From the data below, retype exactly the lines starting with the one that contains "filename crates/cloudlog-shipper/src/supervisor.rs" and ending with the one that contains "let result = worker.run().await;", both included.

======== Material for this exercise ========

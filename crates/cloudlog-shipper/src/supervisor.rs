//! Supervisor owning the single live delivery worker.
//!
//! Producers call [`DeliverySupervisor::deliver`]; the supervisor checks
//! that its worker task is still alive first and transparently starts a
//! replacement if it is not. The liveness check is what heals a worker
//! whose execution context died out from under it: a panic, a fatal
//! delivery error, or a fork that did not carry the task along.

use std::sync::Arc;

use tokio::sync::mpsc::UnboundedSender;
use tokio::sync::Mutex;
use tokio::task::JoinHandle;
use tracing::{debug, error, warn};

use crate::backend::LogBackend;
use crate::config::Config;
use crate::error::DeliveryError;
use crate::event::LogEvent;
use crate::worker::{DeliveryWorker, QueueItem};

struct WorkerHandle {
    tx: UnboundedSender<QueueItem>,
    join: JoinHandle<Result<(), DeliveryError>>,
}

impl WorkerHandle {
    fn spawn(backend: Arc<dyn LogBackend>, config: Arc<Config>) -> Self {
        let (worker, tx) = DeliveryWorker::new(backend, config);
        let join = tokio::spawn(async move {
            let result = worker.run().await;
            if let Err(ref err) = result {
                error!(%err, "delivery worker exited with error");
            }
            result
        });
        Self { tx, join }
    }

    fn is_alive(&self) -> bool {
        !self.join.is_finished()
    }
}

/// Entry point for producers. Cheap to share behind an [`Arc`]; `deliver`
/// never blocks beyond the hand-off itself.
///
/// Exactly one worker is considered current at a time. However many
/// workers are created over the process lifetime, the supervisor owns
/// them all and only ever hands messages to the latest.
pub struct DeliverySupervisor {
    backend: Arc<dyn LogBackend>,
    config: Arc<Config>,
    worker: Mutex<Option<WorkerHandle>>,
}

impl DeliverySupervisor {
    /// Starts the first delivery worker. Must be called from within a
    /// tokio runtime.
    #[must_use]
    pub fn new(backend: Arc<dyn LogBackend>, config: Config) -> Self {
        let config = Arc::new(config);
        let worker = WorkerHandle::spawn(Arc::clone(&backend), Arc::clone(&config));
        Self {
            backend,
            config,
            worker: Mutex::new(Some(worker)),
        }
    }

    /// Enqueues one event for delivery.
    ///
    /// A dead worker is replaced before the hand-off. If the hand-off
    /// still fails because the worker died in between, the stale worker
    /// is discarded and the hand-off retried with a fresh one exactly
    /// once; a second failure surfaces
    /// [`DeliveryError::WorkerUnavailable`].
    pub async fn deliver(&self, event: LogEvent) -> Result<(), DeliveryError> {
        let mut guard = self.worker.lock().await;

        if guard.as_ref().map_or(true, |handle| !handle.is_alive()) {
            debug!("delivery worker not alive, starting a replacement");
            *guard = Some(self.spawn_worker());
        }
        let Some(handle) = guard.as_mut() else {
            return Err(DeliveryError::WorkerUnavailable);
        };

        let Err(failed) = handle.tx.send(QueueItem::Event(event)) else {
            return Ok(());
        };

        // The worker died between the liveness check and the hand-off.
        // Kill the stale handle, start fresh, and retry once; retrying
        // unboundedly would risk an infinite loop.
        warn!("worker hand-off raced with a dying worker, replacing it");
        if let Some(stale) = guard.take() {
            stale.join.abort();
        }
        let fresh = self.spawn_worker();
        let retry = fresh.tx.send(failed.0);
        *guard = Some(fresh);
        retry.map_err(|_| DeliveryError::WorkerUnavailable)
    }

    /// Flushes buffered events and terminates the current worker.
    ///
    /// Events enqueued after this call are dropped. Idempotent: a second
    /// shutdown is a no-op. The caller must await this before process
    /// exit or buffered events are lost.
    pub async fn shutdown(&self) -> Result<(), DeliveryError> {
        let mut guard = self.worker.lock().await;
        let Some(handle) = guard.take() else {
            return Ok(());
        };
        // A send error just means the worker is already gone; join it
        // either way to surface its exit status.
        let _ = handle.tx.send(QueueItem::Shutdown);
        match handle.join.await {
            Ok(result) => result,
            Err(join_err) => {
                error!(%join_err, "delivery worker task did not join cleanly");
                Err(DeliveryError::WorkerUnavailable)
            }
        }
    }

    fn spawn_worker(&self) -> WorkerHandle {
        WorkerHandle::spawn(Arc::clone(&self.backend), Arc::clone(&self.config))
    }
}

========
======== Material for this exercise ========

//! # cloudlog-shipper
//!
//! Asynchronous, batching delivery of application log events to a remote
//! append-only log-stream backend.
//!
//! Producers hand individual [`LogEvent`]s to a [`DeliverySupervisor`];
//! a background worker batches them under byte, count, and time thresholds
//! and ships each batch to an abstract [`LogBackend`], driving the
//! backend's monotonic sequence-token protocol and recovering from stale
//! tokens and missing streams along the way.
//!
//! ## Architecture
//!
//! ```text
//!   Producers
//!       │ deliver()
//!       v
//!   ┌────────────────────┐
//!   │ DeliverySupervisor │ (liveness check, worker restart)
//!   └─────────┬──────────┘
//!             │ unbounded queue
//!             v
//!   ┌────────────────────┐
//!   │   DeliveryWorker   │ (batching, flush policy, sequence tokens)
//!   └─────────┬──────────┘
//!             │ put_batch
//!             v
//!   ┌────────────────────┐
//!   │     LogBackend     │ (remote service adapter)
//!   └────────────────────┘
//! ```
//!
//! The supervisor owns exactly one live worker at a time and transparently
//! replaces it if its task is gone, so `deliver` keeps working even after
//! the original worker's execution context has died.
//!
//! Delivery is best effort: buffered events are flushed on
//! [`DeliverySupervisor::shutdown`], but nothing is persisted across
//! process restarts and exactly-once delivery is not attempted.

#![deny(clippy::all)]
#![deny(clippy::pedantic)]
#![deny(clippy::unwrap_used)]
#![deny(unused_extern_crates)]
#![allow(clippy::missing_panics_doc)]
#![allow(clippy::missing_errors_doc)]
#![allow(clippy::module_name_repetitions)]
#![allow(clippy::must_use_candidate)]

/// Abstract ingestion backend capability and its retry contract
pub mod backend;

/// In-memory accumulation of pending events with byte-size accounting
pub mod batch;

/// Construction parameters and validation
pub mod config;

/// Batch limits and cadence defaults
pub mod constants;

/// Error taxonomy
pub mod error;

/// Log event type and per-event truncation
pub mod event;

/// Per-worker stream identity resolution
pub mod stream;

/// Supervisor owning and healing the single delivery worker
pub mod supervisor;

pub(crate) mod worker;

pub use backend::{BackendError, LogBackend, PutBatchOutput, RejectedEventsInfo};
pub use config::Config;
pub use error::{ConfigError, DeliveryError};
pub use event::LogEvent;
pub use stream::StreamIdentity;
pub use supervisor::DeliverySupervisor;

========

> **Solution to this task**
filename crates/cloudlog-shipper/src/supervisor.rs
//! Supervisor owning the single live delivery worker.
//!
//! Producers call [`DeliverySupervisor::deliver`]; the supervisor checks
//! that its worker task is still alive first and transparently starts a
//! replacement if it is not. The liveness check is what heals a worker
//! whose execution context died out from under it: a panic, a fatal
//! delivery error, or a fork that did not carry the task along.

use std::sync::Arc;

use tokio::sync::mpsc::UnboundedSender;
use tokio::sync::Mutex;
use tokio::task::JoinHandle;
use tracing::{debug, error, warn};

use crate::backend::LogBackend;
use crate::config::Config;
use crate::error::DeliveryError;
use crate::event::LogEvent;
use crate::worker::{DeliveryWorker, QueueItem};

struct WorkerHandle {
    tx: UnboundedSender<QueueItem>,
    join: JoinHandle<Result<(), DeliveryError>>,
}

impl WorkerHandle {
    fn spawn(backend: Arc<dyn LogBackend>, config: Arc<Config>) -> Self {
        let (worker, tx) = DeliveryWorker::new(backend, config);
        let join = tokio::spawn(async move {
            let result = worker.run().await;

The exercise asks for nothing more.